Finches that flit around their cages until they are held then are fine when in hand.
And of course my pigeons, who are extremely flighty (apart from ruby, who is wondefully tame) until they are held, then they are fine. Ash one of my boys even goes as far as cooing at me whenever I come near him to warn me not to come near.

I tend to agree that this seems to be a natural defense built into animals to prevent being caught by predators.


----------



## Feefo (Feb 8, 2002)

When we are in the aviary Snowflake insists on sitting on me and will fly form one end of the other to be with me. When I go to pick him up indoors he tries to evade me. 

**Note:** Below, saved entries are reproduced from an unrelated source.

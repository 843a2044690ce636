use std::ffi::{c_int, c_void};
use std::fmt;
use std::ptr::NonNull;

/// Element type tag understood by the engine (`C_API_DTYPE_*`).
#[derive(Debug, Clone, Copy, PartialEq, Eq, Hash)]
pub enum DType {
    Float32,
    Float64,
    Int32,
    Int64,
}

impl DType {
    pub const fn as_raw(self) -> c_int {
        match self {
            DType::Float32 => 0,
            DType::Float64 => 1,
            DType::Int32 => 2,
            DType::Int64 => 3,
        }
    }

    pub const fn from_raw(raw: c_int) -> Option<Self> {
        match raw {
            0 => Some(DType::Float32),
            1 => Some(DType::Float64),
            2 => Some(DType::Int32),
            3 => Some(DType::Int64),
            _ => None,
        }
    }

    pub const fn size(self) -> usize {
        match self {
            DType::Float32 | DType::Int32 => 4,
            DType::Float64 | DType::Int64 => 8,
        }
    }
}

impl fmt::Display for DType {
    fn fmt(&self, f: &mut fmt::Formatter<'_>) -> fmt::Result {
        f.write_str(match self {
            DType::Float32 => "float32",
            DType::Float64 => "float64",
            DType::Int32 => "int32",
            DType::Int64 => "int64",
        })
    }
}

/// Plain numeric element the engine can read or write through a typed pointer.
pub trait NativeElement: bytemuck::Pod {
    const DTYPE: DType;
}

impl NativeElement for f32 {
    const DTYPE: DType = DType::Float32;
}
impl NativeElement for f64 {
    const DTYPE: DType = DType::Float64;
}
impl NativeElement for i32 {
    const DTYPE: DType = DType::Int32;
}
impl NativeElement for i64 {
    const DTYPE: DType = DType::Int64;
}

/// Prediction output selector (`C_API_PREDICT_*`).
#[derive(Debug, Clone, Copy, Default, PartialEq, Eq, Hash)]
pub enum PredictType {
    /// Post-transform output (probabilities for classification)
    #[default]
    Normal,
    RawScore,
    /// Index of the leaf reached in every tree
    LeafIndex,
}

impl PredictType {
    pub const fn as_raw(self) -> c_int {
        match self {
            PredictType::Normal => 0,
            PredictType::RawScore => 1,
            PredictType::LeafIndex => 2,
        }
    }

    pub const fn from_raw(raw: c_int) -> Option<Self> {
        match raw {
            0 => Some(PredictType::Normal),
            1 => Some(PredictType::RawScore),
            2 => Some(PredictType::LeafIndex),
            _ => None,
        }
    }
}

/// Engine-owned object address (`DatasetHandle` / `BoosterHandle` in C).
#[derive(Debug, Clone, Copy, PartialEq, Eq, Hash)]
pub struct RawHandle(NonNull<c_void>);

// SAFETY: the address is only ever passed back to the engine, never dereferenced
// on this side. Thread-safety of the object itself is the engine's contract.
unsafe impl Send for RawHandle {}
unsafe impl Sync for RawHandle {}

impl RawHandle {
    pub fn from_ptr(ptr: *mut c_void) -> Option<Self> {
        NonNull::new(ptr).map(Self)
    }

    /// Wrap a plain address. Used by engines that hand out tokens rather than pointers.
    pub fn from_addr(addr: usize) -> Option<Self> {
        Self::from_ptr(addr as *mut c_void)
    }

    pub fn as_ptr(self) -> *mut c_void {
        self.0.as_ptr()
    }

    pub fn addr(self) -> usize {
        self.0.as_ptr() as usize
    }
}

/// Floating-point matrix values.
#[derive(Debug, Clone, Copy, PartialEq)]
pub enum FloatData<'a> {
    F32(&'a [f32]),
    F64(&'a [f64]),
}

impl FloatData<'_> {
    pub fn dtype(&self) -> DType {
        match self {
            FloatData::F32(_) => DType::Float32,
            FloatData::F64(_) => DType::Float64,
        }
    }

    pub fn len(&self) -> usize {
        match self {
            FloatData::F32(v) => v.len(),
            FloatData::F64(v) => v.len(),
        }
    }

    pub fn is_empty(&self) -> bool {
        self.len() == 0
    }

    pub fn as_ptr(&self) -> *const c_void {
        match self {
            FloatData::F32(v) => v.as_ptr() as *const c_void,
            FloatData::F64(v) => v.as_ptr() as *const c_void,
        }
    }

    pub fn get(&self, i: usize) -> Option<f64> {
        match self {
            FloatData::F32(v) => v.get(i).map(|x| *x as f64),
            FloatData::F64(v) => v.get(i).copied(),
        }
    }
}

impl<'a> From<&'a [f32]> for FloatData<'a> {
    fn from(v: &'a [f32]) -> Self {
        FloatData::F32(v)
    }
}

impl<'a> From<&'a [f64]> for FloatData<'a> {
    fn from(v: &'a [f64]) -> Self {
        FloatData::F64(v)
    }
}

impl<'a> From<&'a Vec<f32>> for FloatData<'a> {
    fn from(v: &'a Vec<f32>) -> Self {
        FloatData::F32(v)
    }
}

impl<'a> From<&'a Vec<f64>> for FloatData<'a> {
    fn from(v: &'a Vec<f64>) -> Self {
        FloatData::F64(v)
    }
}

/// Integer offset arrays (CSR `indptr`, CSC `col_ptr`).
#[derive(Debug, Clone, Copy, PartialEq, Eq)]
pub enum IndexData<'a> {
    I32(&'a [i32]),
    I64(&'a [i64]),
}

impl IndexData<'_> {
    pub fn dtype(&self) -> DType {
        match self {
            IndexData::I32(_) => DType::Int32,
            IndexData::I64(_) => DType::Int64,
        }
    }

    pub fn len(&self) -> usize {
        match self {
            IndexData::I32(v) => v.len(),
            IndexData::I64(v) => v.len(),
        }
    }

    pub fn is_empty(&self) -> bool {
        self.len() == 0
    }

    pub fn as_ptr(&self) -> *const c_void {
        match self {
            IndexData::I32(v) => v.as_ptr() as *const c_void,
            IndexData::I64(v) => v.as_ptr() as *const c_void,
        }
    }

    pub fn get(&self, i: usize) -> Option<i64> {
        match self {
            IndexData::I32(v) => v.get(i).map(|x| *x as i64),
            IndexData::I64(v) => v.get(i).copied(),
        }
    }
}

impl<'a> From<&'a [i32]> for IndexData<'a> {
    fn from(v: &'a [i32]) -> Self {
        IndexData::I32(v)
    }
}

impl<'a> From<&'a [i64]> for IndexData<'a> {
    fn from(v: &'a [i64]) -> Self {
        IndexData::I64(v)
    }
}

impl<'a> From<&'a Vec<i32>> for IndexData<'a> {
    fn from(v: &'a Vec<i32>) -> Self {
        IndexData::I32(v)
    }
}

impl<'a> From<&'a Vec<i64>> for IndexData<'a> {
    fn from(v: &'a Vec<i64>) -> Self {
        IndexData::I64(v)
    }
}

/// Borrowed dataset field values, tagged with their element type.
#[derive(Debug, Clone, Copy, PartialEq)]
pub enum FieldSlice<'a> {
    Float32(&'a [f32]),
    Float64(&'a [f64]),
    Int32(&'a [i32]),
    Int64(&'a [i64]),
}

impl FieldSlice<'_> {
    pub fn dtype(&self) -> DType {
        match self {
            FieldSlice::Float32(_) => DType::Float32,
            FieldSlice::Float64(_) => DType::Float64,
            FieldSlice::Int32(_) => DType::Int32,
            FieldSlice::Int64(_) => DType::Int64,
        }
    }

    pub fn len(&self) -> usize {
        match self {
            FieldSlice::Float32(v) => v.len(),
            FieldSlice::Float64(v) => v.len(),
            FieldSlice::Int32(v) => v.len(),
            FieldSlice::Int64(v) => v.len(),
        }
    }

    pub fn is_empty(&self) -> bool {
        self.len() == 0
    }

    pub fn as_ptr(&self) -> *const c_void {
        match self {
            FieldSlice::Float32(v) => v.as_ptr() as *const c_void,
            FieldSlice::Float64(v) => v.as_ptr() as *const c_void,
            FieldSlice::Int32(v) => v.as_ptr() as *const c_void,
            FieldSlice::Int64(v) => v.as_ptr() as *const c_void,
        }
    }

    pub fn to_field_data(&self) -> FieldData {
        match self {
            FieldSlice::Float32(v) => FieldData::Float32(v.to_vec()),
            FieldSlice::Float64(v) => FieldData::Float64(v.to_vec()),
            FieldSlice::Int32(v) => FieldData::Int32(v.to_vec()),
            FieldSlice::Int64(v) => FieldData::Int64(v.to_vec()),
        }
    }
}

impl<'a> From<&'a [f32]> for FieldSlice<'a> {
    fn from(v: &'a [f32]) -> Self {
        FieldSlice::Float32(v)
    }
}

impl<'a> From<&'a [i32]> for FieldSlice<'a> {
    fn from(v: &'a [i32]) -> Self {
        FieldSlice::Int32(v)
    }
}

/// Dataset field values copied out of the engine.
#[derive(Debug, Clone, PartialEq)]
pub enum FieldData {
    Float32(Vec<f32>),
    Float64(Vec<f64>),
    Int32(Vec<i32>),
    Int64(Vec<i64>),
}

impl FieldData {
    pub fn empty(dtype: DType) -> Self {
        match dtype {
            DType::Float32 => FieldData::Float32(Vec::new()),
            DType::Float64 => FieldData::Float64(Vec::new()),
            DType::Int32 => FieldData::Int32(Vec::new()),
            DType::Int64 => FieldData::Int64(Vec::new()),
        }
    }

    pub fn dtype(&self) -> DType {
        self.as_slice().dtype()
    }

    pub fn len(&self) -> usize {
        self.as_slice().len()
    }

    pub fn is_empty(&self) -> bool {
        self.len() == 0
    }

    pub fn as_slice(&self) -> FieldSlice<'_> {
        match self {
            FieldData::Float32(v) => FieldSlice::Float32(v),
            FieldData::Float64(v) => FieldSlice::Float64(v),
            FieldData::Int32(v) => FieldSlice::Int32(v),
            FieldData::Int64(v) => FieldSlice::Int64(v),
        }
    }

    pub fn as_f32(&self) -> Option<&[f32]> {
        match self {
            FieldData::Float32(v) => Some(v),
            _ => None,
        }
    }

    pub fn as_i32(&self) -> Option<&[i32]> {
        match self {
            FieldData::Int32(v) => Some(v),
            _ => None,
        }
    }
}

BTW I have one pigeon that had a trailing wing and kept tripping over it and falling over. Because of that the wing was trimmed (or the flight feathers pliucked, I am not certain as I didn't have him until after that was done) When he grew new feathers the wing stayed in position and has never drooped again.

Cynthia


----------



## Lynnette (Dec 12, 2004)

thanks so much for these replies.
It has eased my mind. I wondered whether she was particularly nervy as a result of her condition, but glad to know this reaction seems normal.
Lynnette


----------



## mr squeaks (Apr 14, 2005)

*Flightless Pigeon*

I know how you feel! Mr. Squeaks runs from me too and I'm supposed to be his "mate." Mr. Squeaks cannot fly either (see his story in the STORY section). He knows I have to pick him up to put him back in his home. If he doesn't want to go, he runs. Since he rarely wants to be 'confined,' he always runs!  However, when I'm sitting on the couch and he wants to join me, he will peck away until I reach down and lift him up one-handed - no problem. Pigeons are definitely very smart birds!


----------



## pig-eon (Mar 5, 2005)

Hmm. most of you have at least one tamed pigeon. Too bad all mine fly/run away from me. Can anyone give me tips of how to tame my pigeon?


----------



## feralpigeon (Feb 14, 2005)

Yup, I have a pij who'd wing wack me and peck when I'd try and take her out of 
the carrier, but once outside, all she wanted to do was run up under my chin and nuzzle  

Tips? Just like a human friend. They gotta get to know you, your intent, and 
enjoy your company  .


----------



## Victor (Dec 18, 2004)

pig-eon, feralpigeon is right. Don't be discouraged. You just have to allow your pigeon to get to know you. I don't know your situation with your pigeons or how many you have, or if they are outdoor ones, but if you are talking about one special one in particular, keep it in the same room as you.Co-exist I believe is the key to bonding to one. Don't make sudden moves and speak gently to your pigeon. Patience is the _master key _ to this level and once you are in it is so rewarding...hand slap and peck and all!  Gotta go, mine is throwing his toys around which is a signal that he is telling me "HEY IN THERE FEED ME I'M HUNGRY!!!"


----------